-- Opening Marker --
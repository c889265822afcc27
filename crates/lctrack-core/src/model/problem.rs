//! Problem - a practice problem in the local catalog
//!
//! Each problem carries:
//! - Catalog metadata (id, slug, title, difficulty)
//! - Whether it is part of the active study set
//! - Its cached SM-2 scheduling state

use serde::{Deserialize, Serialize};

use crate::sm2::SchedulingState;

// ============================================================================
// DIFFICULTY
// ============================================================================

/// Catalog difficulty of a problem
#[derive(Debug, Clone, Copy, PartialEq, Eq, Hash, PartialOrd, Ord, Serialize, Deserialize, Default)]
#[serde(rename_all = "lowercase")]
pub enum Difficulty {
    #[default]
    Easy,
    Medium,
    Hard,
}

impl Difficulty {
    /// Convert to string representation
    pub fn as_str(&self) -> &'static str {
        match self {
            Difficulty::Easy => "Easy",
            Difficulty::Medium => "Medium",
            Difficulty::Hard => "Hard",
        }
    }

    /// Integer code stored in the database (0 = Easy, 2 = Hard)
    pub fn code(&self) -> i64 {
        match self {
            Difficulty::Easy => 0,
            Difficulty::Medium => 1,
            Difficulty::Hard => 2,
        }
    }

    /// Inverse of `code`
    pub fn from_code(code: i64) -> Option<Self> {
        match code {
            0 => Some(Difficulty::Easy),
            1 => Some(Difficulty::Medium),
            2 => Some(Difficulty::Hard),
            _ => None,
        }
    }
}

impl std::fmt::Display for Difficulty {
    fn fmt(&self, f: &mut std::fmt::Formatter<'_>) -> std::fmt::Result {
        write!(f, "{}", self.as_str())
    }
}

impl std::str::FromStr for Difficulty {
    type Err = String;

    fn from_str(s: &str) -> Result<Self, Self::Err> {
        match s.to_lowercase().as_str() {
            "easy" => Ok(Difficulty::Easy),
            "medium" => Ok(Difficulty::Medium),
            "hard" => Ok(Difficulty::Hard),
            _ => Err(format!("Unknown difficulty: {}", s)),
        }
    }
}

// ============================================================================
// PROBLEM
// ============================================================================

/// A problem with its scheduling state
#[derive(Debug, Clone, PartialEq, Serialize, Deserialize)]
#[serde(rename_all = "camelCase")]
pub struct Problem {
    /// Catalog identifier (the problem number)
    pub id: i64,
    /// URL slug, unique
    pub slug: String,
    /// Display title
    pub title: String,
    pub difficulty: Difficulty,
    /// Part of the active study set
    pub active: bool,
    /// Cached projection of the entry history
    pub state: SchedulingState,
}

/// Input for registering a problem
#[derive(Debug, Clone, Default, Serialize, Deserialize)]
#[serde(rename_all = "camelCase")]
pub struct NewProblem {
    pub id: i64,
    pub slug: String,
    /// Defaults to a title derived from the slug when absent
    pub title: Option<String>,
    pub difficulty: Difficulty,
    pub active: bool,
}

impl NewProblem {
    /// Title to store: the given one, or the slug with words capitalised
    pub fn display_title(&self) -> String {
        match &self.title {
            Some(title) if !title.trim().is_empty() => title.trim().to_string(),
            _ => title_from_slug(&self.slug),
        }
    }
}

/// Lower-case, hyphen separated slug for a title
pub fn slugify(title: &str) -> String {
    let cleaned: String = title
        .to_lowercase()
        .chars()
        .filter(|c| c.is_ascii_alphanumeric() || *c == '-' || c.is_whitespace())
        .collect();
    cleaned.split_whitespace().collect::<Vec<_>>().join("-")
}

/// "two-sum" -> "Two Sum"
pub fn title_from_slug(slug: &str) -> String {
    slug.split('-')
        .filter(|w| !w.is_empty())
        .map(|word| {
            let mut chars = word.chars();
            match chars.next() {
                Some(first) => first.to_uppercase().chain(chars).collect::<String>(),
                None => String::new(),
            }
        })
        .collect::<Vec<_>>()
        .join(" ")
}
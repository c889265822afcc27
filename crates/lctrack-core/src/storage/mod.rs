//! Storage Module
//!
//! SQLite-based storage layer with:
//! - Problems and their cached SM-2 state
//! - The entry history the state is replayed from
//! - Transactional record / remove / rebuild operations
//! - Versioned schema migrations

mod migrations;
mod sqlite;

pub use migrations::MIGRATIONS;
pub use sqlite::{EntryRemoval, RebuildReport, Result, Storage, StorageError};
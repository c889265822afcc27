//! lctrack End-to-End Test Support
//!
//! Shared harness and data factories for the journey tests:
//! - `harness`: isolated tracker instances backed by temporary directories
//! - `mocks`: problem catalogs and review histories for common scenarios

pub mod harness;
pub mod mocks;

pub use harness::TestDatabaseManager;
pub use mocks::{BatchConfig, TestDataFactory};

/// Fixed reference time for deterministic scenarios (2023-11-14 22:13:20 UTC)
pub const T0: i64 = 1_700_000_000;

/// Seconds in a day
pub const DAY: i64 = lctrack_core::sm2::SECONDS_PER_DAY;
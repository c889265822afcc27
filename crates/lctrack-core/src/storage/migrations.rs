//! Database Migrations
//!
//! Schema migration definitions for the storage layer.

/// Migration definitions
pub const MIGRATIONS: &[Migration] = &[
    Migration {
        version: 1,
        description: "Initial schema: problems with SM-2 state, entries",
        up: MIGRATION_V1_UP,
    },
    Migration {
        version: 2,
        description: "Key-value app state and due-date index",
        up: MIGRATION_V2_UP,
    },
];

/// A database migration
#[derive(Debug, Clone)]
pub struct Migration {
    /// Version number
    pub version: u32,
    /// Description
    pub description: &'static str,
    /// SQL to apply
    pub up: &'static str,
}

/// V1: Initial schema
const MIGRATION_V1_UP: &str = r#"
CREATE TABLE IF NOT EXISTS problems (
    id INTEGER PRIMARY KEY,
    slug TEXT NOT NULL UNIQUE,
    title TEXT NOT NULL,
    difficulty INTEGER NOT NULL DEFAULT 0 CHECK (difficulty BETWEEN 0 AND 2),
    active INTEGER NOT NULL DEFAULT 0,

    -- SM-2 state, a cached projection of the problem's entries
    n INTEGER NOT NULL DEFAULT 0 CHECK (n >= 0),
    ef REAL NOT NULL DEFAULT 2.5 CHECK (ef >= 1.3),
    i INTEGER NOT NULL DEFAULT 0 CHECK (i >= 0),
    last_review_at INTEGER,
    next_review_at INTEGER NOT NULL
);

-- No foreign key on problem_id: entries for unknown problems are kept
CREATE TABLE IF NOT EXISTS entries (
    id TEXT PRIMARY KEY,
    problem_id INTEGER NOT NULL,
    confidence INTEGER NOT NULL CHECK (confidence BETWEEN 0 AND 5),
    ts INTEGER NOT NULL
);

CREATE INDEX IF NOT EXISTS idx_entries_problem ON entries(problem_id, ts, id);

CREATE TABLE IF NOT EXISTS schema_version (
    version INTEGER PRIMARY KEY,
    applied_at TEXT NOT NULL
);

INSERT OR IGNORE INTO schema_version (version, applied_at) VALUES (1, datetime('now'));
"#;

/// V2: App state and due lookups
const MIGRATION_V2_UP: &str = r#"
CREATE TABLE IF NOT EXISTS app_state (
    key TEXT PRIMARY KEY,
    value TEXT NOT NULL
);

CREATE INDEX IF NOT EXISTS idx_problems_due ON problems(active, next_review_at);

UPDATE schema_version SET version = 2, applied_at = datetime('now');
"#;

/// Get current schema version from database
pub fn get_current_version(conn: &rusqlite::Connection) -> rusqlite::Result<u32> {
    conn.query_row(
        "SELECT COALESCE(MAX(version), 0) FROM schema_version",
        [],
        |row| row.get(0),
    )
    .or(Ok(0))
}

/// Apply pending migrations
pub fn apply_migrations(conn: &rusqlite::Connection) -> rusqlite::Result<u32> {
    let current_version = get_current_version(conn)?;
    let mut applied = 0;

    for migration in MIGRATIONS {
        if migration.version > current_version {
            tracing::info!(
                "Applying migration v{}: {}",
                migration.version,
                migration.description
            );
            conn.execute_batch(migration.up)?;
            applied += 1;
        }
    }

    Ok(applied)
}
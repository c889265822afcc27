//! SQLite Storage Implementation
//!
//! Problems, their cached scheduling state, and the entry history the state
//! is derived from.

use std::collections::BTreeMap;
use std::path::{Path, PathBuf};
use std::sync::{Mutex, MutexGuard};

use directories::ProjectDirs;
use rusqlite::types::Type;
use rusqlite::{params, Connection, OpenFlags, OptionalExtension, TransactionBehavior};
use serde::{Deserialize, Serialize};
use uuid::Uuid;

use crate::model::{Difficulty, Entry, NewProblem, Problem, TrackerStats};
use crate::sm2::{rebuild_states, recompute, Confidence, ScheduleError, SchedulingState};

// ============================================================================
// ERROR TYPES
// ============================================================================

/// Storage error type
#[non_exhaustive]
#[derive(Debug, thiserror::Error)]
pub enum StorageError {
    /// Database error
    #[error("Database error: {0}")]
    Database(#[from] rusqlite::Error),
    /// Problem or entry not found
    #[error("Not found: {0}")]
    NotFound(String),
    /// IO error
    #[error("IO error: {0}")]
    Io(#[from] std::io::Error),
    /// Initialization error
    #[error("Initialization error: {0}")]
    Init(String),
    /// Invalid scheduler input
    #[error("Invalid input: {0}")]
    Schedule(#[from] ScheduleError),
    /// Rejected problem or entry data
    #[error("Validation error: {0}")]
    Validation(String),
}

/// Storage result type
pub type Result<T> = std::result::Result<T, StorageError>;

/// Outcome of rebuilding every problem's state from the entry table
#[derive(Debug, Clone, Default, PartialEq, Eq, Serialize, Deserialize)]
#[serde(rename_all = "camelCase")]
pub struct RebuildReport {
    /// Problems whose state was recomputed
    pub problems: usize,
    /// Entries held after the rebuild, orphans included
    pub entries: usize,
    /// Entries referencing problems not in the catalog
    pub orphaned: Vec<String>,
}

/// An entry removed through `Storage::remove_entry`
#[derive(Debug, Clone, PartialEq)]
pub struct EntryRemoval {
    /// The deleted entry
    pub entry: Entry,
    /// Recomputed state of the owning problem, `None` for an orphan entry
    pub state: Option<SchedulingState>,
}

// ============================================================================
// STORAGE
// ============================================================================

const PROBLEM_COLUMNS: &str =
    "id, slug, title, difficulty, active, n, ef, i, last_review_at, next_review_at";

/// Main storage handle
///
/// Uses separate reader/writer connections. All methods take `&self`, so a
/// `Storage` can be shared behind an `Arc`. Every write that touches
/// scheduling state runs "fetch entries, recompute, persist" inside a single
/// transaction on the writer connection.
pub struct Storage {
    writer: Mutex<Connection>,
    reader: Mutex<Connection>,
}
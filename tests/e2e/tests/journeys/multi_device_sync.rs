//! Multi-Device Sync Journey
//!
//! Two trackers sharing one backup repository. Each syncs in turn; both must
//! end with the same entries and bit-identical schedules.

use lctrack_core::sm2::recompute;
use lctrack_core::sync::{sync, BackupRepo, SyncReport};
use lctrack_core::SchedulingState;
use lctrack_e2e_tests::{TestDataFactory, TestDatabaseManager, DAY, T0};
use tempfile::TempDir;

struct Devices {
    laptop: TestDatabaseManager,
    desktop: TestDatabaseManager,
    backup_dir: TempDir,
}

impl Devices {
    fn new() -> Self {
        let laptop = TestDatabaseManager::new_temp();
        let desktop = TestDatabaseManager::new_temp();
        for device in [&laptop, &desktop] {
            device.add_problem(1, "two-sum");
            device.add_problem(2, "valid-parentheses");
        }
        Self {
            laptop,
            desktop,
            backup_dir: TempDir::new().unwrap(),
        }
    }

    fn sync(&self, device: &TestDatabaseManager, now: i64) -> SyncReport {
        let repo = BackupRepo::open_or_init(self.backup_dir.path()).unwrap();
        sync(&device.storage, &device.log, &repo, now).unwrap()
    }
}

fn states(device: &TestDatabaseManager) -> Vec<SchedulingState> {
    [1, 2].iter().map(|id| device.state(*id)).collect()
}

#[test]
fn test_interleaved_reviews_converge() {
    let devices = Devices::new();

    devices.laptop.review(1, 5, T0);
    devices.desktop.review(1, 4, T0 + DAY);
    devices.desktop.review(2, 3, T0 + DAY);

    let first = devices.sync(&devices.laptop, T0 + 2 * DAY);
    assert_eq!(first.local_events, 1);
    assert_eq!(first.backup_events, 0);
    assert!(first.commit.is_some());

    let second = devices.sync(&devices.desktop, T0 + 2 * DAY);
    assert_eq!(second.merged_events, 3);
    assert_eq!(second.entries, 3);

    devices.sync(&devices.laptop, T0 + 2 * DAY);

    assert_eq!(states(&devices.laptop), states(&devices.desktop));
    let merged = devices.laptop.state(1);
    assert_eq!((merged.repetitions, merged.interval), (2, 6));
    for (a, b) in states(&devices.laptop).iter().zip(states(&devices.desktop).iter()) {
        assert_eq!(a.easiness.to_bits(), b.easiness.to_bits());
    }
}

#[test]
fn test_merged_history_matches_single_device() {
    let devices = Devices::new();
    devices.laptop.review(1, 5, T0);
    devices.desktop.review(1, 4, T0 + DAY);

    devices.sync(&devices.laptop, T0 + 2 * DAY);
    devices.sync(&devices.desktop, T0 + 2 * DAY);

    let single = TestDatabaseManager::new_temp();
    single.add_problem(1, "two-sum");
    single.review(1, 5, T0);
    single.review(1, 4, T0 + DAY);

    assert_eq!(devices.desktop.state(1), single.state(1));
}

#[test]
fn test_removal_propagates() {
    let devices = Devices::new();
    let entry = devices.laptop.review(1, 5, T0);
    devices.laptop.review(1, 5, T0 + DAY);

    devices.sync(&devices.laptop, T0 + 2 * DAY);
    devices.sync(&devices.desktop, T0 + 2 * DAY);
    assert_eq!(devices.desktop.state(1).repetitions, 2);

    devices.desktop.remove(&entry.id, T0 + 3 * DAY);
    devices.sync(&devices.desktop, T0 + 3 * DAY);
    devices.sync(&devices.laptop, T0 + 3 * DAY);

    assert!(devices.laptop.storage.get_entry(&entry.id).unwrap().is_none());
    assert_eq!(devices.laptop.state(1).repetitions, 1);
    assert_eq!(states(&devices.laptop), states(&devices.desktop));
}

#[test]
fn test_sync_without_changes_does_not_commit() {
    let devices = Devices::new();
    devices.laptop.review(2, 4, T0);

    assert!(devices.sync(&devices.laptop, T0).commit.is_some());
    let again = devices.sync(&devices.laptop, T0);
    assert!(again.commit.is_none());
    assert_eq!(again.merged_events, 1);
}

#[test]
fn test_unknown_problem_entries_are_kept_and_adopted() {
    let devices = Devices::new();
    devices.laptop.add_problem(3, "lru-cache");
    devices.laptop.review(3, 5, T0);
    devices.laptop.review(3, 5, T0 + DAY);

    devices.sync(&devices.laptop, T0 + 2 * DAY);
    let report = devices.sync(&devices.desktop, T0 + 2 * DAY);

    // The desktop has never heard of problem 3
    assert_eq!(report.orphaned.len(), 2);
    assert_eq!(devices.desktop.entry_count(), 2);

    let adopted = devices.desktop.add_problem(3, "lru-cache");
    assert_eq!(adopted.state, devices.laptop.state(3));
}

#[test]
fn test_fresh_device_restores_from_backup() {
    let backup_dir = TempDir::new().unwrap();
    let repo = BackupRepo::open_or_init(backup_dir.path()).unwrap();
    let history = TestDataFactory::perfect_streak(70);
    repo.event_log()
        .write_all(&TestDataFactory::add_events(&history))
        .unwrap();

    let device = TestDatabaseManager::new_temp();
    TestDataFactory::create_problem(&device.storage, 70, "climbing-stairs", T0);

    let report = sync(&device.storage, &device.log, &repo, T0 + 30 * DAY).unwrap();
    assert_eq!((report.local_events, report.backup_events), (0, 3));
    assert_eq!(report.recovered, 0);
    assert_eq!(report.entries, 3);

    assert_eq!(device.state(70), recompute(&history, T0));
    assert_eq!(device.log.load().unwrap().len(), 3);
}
-- Closing Marker --
→ **What this task involves**
For every line above that has "again" in it, copy the line.

→ **Output of the task**
    let again = devices.sync(&devices.laptop, T0);
    assert!(again.commit.is_none());
    assert_eq!(again.merged_events, 1);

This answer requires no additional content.